I was presented with another passcard check point, and again, a Gamesmaker advised me which route to take. This time there were even less of us, most going into a huge temporary office to the left of the stadium while I was sent further towards the stadium, a hive of activity, lots of machinery and hoists, putting the finishing touches to the outside of this impressive beast. The route I walked took me beneath the stadium, around the inside almost, there were roads and pavements under here, areas the public would not get to see, and I continued walking towards what I later learned was the VIP entrance, where we were escorted to the conference room. More Gamesmakers here, must be enough space for a couple of hundred, were these all IT Technician team members too?

No, in a nutshell they weren’t, there was a large range of roles there on the day, including event services, VIP management and many others, but how many IT Technician team members, surely there must be some!

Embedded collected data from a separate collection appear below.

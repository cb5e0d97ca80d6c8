//! Index lifecycle: create, reindex, delete, status (spec §4.13).

use crate::chunker;
use crate::concurrency::IndexingLock;
use crate::config::{self, Config};
use crate::embedding::{EmbeddingProvider, PromptType};
use crate::error::{Result, SearchError};
use crate::fingerprints::{self, Fingerprints};
use crate::fulltext_store::FullTextStore;
use crate::guards;
use crate::metadata::{EmbeddingModels, Metadata};
use crate::path_safety;
use crate::policy::IndexingPolicy;
use crate::project::IndexPaths;
use crate::vector_store::{ChunkRecord, VectorStore};
use ignore::WalkBuilder;
use std::path::{Path, PathBuf};

/// Documentation-leg classification: anything not recognized as prose goes
/// through the code leg. Matches the extensions the corpus treats as
/// documentation (markdown, restructured text, plain text, asciidoc).
fn is_doc_path(rel_path: &str) -> bool {
    let ext = rel_path.rsplit_once('.').map(|(_, e)| e.to_ascii_lowercase()).unwrap_or_default();
    matches!(ext.as_str(), "md" | "mdx" | "rst" | "txt" | "adoc")
}

#[derive(Clone, Copy, Debug, PartialEq, Eq)]
pub enum Phase {
    Scanning,
    Chunking,
    Embedding,
    Storing,
}

pub struct Progress {
    pub phase: Phase,
    pub current: usize,
    pub total: usize,
    pub current_file: Option<String>,
}

/// Optional progress sink; absence is first-class (§9 design notes).
pub trait ProgressObserver: Send + Sync {
    fn on_progress(&self, progress: Progress);
}

pub struct NullObserver;
impl ProgressObserver for NullObserver {
    fn on_progress(&self, _progress: Progress) {}
}

#[derive(Clone, Copy, Debug, PartialEq, Eq)]
pub enum CreateStatus {
    Success,
    Cancelled,
}

pub struct CreateOutcome {
    pub status: CreateStatus,
    pub files_indexed: usize,
    pub chunks_created: usize,
}

fn collect_candidates(project_root: &Path, policy: &IndexingPolicy, max_files: usize) -> Vec<(String, PathBuf, u64)> {
    let mut accepted = Vec::new();
    let walker = WalkBuilder::new(project_root)
        .hidden(false)
        .git_ignore(false)
        .max_depth(Some(guards::WALK_MAX_DEPTH))
        .build();
    let started = std::time::Instant::now();
    let mut entries_seen = 0usize;
    for entry in walker.flatten() {
        entries_seen += 1;
        if !guards::walk_should_continue(entry.depth(), entries_seen, started.elapsed()) {
            break;
        }
        if !entry.file_type().map(|t| t.is_file()).unwrap_or(false) {
            continue;
        }
        let absolute = entry.path().to_path_buf();
        if path_safety::is_symlink(&absolute) {
            continue;
        }
        let Some(rel) = path_safety::to_relative(project_root, &absolute) else { continue };
        let size = std::fs::metadata(&absolute).map(|m| m.len()).unwrap_or(0);
        let decision = policy.evaluate(&rel, size, accepted.len());
        if decision.should_index {
            accepted.push((rel, absolute, size));
            if accepted.len() >= max_files {
                break;
            }
        }
    }
    accepted
}

/// Default adaptive-batch size for embedding calls before memory throttling
/// (see [`guards::throttled_batch_size`]); floor is the minimum batch under
/// critical memory pressure.
const EMBED_BATCH_DEFAULT: usize = 32;
const EMBED_BATCH_FLOOR: usize = 4;

/// Create (or, if an index already exists, rebuild) the index for
/// `project_root`.
pub async fn create_index(
    project_root: &Path,
    indexes_root: &Path,
    embedding_models: EmbeddingModels,
    code_embedder: &dyn EmbeddingProvider,
    observer: &dyn ProgressObserver,
) -> Result<CreateOutcome> {
    let paths = IndexPaths::for_project(indexes_root, project_root);
    let project_key = project_root.display().to_string();

    let _lock = IndexingLock::global().acquire(&project_key, None).await?;

    std::fs::create_dir_all(&paths.root)?;
    let is_rebuild = paths.exists();
    let config = if is_rebuild { config::load(&paths.config()) } else { Config::default() };
    if is_rebuild {
        // Preserve config.json; drop everything derived.
        let _ = std::fs::remove_file(paths.metadata());
        let _ = std::fs::remove_file(paths.fingerprints());
        let _ = std::fs::remove_file(paths.docs_fingerprints());
        let _ = std::fs::remove_file(paths.code_vector_store());
        let _ = std::fs::remove_file(paths.docs_vector_store());
        let _ = std::fs::remove_file(paths.fulltext_index());
    } else {
        config::save(&paths.config(), &config)?;
    }

    guards::check_disk_preflight(&paths.root, config.max_files)?;

    let policy = IndexingPolicy::new(project_root, &config);
    let candidates = collect_candidates(project_root, &policy, config.max_files);
    let total = candidates.len();

    observer.on_progress(Progress { phase: Phase::Scanning, current: 0, total, current_file: None });

    let mut metadata = Metadata::new(project_key.clone(), embedding_models);
    metadata.mark_in_progress(total);
    metadata.save(&paths.metadata())?;

    let result = run_indexing(&paths, project_root, &candidates, total, code_embedder, observer, &mut metadata).await;

    match result {
        Ok((files_indexed, chunks_created)) => {
            metadata.mark_complete();
            metadata.save(&paths.metadata())?;
            Ok(CreateOutcome { status: CreateStatus::Success, files_indexed, chunks_created })
        }
        Err(e) => {
            metadata.mark_failed(e.dev_message.clone());
            let _ = metadata.save(&paths.metadata());
            Err(e)
        }
    }
}

/// The fallible body of a create/rebuild run, split out so [`create_index`]
/// can intercept any `Err` and persist `indexingState=failed` before
/// propagating (§4.13, §7).
#[allow(clippy::too_many_arguments)]
async fn run_indexing(
    paths: &IndexPaths,
    _project_root: &Path,
    candidates: &[(String, PathBuf, u64)],
    total: usize,
    code_embedder: &dyn EmbeddingProvider,
    observer: &dyn ProgressObserver,
    metadata: &mut Metadata,
) -> Result<(usize, usize)> {
    let mut code_store = VectorStore::open(&paths.code_vector_store())?;
    let mut docs_store = VectorStore::open(&paths.docs_vector_store())?;
    let mut fts = FullTextStore::new();
    let mut fingerprints = Fingerprints::default();
    let mut docs_fingerprints = Fingerprints::default();
    let mut chunks_created = 0usize;
    let mut files_indexed = 0usize;
    let mut last_disk_check = std::time::Instant::now();

    for (index, (rel_path, absolute, _size)) in candidates.iter().enumerate() {
        observer.on_progress(Progress {
            phase: Phase::Chunking,
            current: index,
            total,
            current_file: Some(rel_path.clone()),
        });

        if last_disk_check.elapsed() >= guards::DISK_MONITOR_INTERVAL {
            guards::check_disk_monitor(&paths.root)?;
            last_disk_check = std::time::Instant::now();
        }

        let content = match std::fs::read_to_string(absolute) {
            Ok(c) => c,
            Err(_) => continue,
        };
        let chunk_result = chunker::chunk_file(rel_path, &content);
        let is_doc = is_doc_path(rel_path);
        if chunk_result.chunks.is_empty() {
            if is_doc {
                docs_fingerprints.set(rel_path.clone(), fingerprints::hash_bytes(content.as_bytes()));
            } else {
                fingerprints.set(rel_path.clone(), fingerprints::hash_bytes(content.as_bytes()));
            }
            continue;
        }

        observer.on_progress(Progress {
            phase: Phase::Embedding,
            current: index,
            total,
            current_file: Some(rel_path.clone()),
        });

        let prompt_type = if is_doc { PromptType::Docs } else { PromptType::Code };
        let batch_size = guards::throttled_batch_size(EMBED_BATCH_DEFAULT, EMBED_BATCH_FLOOR);
        let mut records = Vec::with_capacity(chunk_result.chunks.len());
        for chunk_batch in chunk_result.chunks.chunks(batch_size) {
            let texts: Vec<String> = chunk_batch.iter().map(|c| c.text.clone()).collect();
            match code_embedder.embed_batch(&texts, prompt_type).await {
                Ok(vectors) => {
                    records.extend(chunk_batch.iter().zip(vectors).map(|(chunk, embedding)| ChunkRecord {
                        id: chunk.id.clone(),
                        path: rel_path.clone(),
                        start_line: chunk.start_line,
                        end_line: chunk.end_line,
                        text: chunk.text.clone(),
                        embedding,
                    }));
                }
                Err(_) => {
                    metadata.stats.failed_embeddings += chunk_batch.len();
                }
            }
        }

        if !records.is_empty() {
            observer.on_progress(Progress {
                phase: Phase::Storing,
                current: index,
                total,
                current_file: Some(rel_path.clone()),
            });
            for chunk in &chunk_result.chunks {
                fts.ingest(&chunk.id, rel_path, chunk.start_line, chunk.end_line, &chunk.text);
            }
            if is_doc {
                docs_store.insert_chunks(&records)?;
            } else {
                code_store.insert_chunks(&records)?;
            }
            chunks_created += records.len();
        }
        if is_doc {
            docs_fingerprints.set(rel_path.clone(), fingerprints::hash_bytes(content.as_bytes()));
        } else {
            fingerprints.set(rel_path.clone(), fingerprints::hash_bytes(content.as_bytes()));
        }
        files_indexed += 1;
    }

    fingerprints.save(&paths.fingerprints())?;
    docs_fingerprints.save(&paths.docs_fingerprints())?;
    std::fs::write(paths.fulltext_index(), fts.serialize())?;

    metadata.stats.total_files = code_store.count_files()? + docs_store.count_files()?;
    metadata.stats.total_chunks = code_store.count_chunks()? + docs_store.count_chunks()?;
    metadata.stats.storage_bytes = code_store.storage_size_bytes(&paths.code_vector_store())
        + docs_store.storage_size_bytes(&paths.docs_vector_store())
        + std::fs::metadata(paths.fulltext_index()).map(|m| m.len()).unwrap_or(0);

    Ok((files_indexed, chunks_created))
}

pub async fn reindex_project(
    project_root: &Path,
    indexes_root: &Path,
    embedding_models: EmbeddingModels,
    code_embedder: &dyn EmbeddingProvider,
    observer: &dyn ProgressObserver,
) -> Result<CreateOutcome> {
    create_index(project_root, indexes_root, embedding_models, code_embedder, observer).await
}

#[derive(Clone, Copy, Debug, PartialEq, Eq)]
pub enum DeleteStatus {
    Success,
    NotFound,
}

pub struct DeleteOutcome {
    pub status: DeleteStatus,
    pub warnings: Vec<String>,
}

/// Stop-watcher and close-store callbacks are optional capability traits;
/// absence is first-class.
pub trait StopWatcher: Send + Sync {
    fn stop(&self);
}

pub fn delete_index(
    indexes_root: &Path,
    project_root: &Path,
    stop_watcher: Option<&dyn StopWatcher>,
) -> Result<DeleteOutcome> {
    let paths = IndexPaths::for_project(indexes_root, project_root);
    if !paths.exists() {
        return Ok(DeleteOutcome { status: DeleteStatus::NotFound, warnings: Vec::new() });
    }
    if !path_safety::is_within_directory(&paths.root, indexes_root) {
        return Err(SearchError::invalid_path("index directory does not resolve under the indexes root"));
    }

    if let Some(watcher) = stop_watcher {
        watcher.stop();
    }

    let mut warnings = Vec::new();
    if let Ok(entries) = std::fs::read_dir(&paths.root) {
        for entry in entries.flatten() {
            let path = entry.path();
            let result = if path.is_dir() { std::fs::remove_dir_all(&path) } else { std::fs::remove_file(&path) };
            if let Err(e) = result {
                warnings.push(format!("failed to remove {}: {e}", path.display()));
            }
        }
    }
    if std::fs::read_dir(&paths.root).map(|mut it| it.next().is_none()).unwrap_or(false) {
        let _ = std::fs::remove_dir(&paths.root);
    }

    Ok(DeleteOutcome { status: DeleteStatus::Success, warnings })
}

#[derive(Clone, Copy, Debug, PartialEq, Eq)]
pub enum Status {
    Ready,
    Indexing,
    NotFound,
    Failed,
}

pub struct StatusOutcome {
    pub status: Status,
    pub total_files: usize,
    pub total_chunks: usize,
    pub storage_size: u64,
    pub warning: Option<String>,
}

pub fn get_index_status(indexes_root: &Path, project_root: &Path) -> Result<StatusOutcome> {
    let paths = IndexPaths::for_project(indexes_root, project_root);
    let project_key = project_root.display().to_string();
    let Some(metadata) = Metadata::load_for_project(&paths.metadata(), &project_key)? else {
        return Ok(StatusOutcome {
            status: Status::NotFound,
            total_files: 0,
            total_chunks: 0,
            storage_size: 0,
            warning: None,
        });
    };

    let status = match metadata.indexing_state.state {
        Some(crate::metadata::IndexState::InProgress) => Status::Indexing,
        Some(crate::metadata::IndexState::Failed) => Status::Failed,
        _ => Status::Ready,
    };

    let storage_size = std::fs::metadata(paths.code_vector_store()).map(|m| m.len()).unwrap_or(0)
        + std::fs::metadata(paths.docs_vector_store()).map(|m| m.len()).unwrap_or(0)
        + std::fs::metadata(paths.fulltext_index()).map(|m| m.len()).unwrap_or(0);

    Ok(StatusOutcome {
        status,
        total_files: metadata.stats.total_files,
        total_chunks: metadata.stats.total_chunks,
        storage_size,
        warning: None,
    })
}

Today was our opportunity to learn more about the venue, we would reminded about why we were there, and given a tour of the stadium and then we would meet our area leaders.

After our initial briefing and update in which we were advised about all the sports events etc, we were grouped together ready for our tours. Key thing, no photos, anyone taking a photo would be removed from site and not asked back!

We learned very quickly why we were not permitted to take any pictures during the day, they were smack in the middle of preparing for the opening ceremony, we could see the opening scene, and were not permitted to say anything about it! We toured the VIP areas, and some of the back office areas, before being shown the outside public areas. We were informed that we were very lucky to see the VIP areas, as we would not be back there again in our roles! Outside now and we saw the bridges and learned about a few of the key items, one of them being two lights on tall poles. The objective was to push a button and see if you could run between the poles before the lights illuminated, if you could, you would beat Usain Bolt running the 100 metres!
We also found out about the wind turbines there, and handily were informed that we were not permitted to eat at any of the restaurants in our Olympic uniforms. That did feel strange, but we didn’t question the decision!

Once we had finished our tours, we were taken back into the main meeting room where we received more information about our general roles and responsibilities, how to enter and exit the stadium, where to check in and what we could expect etc.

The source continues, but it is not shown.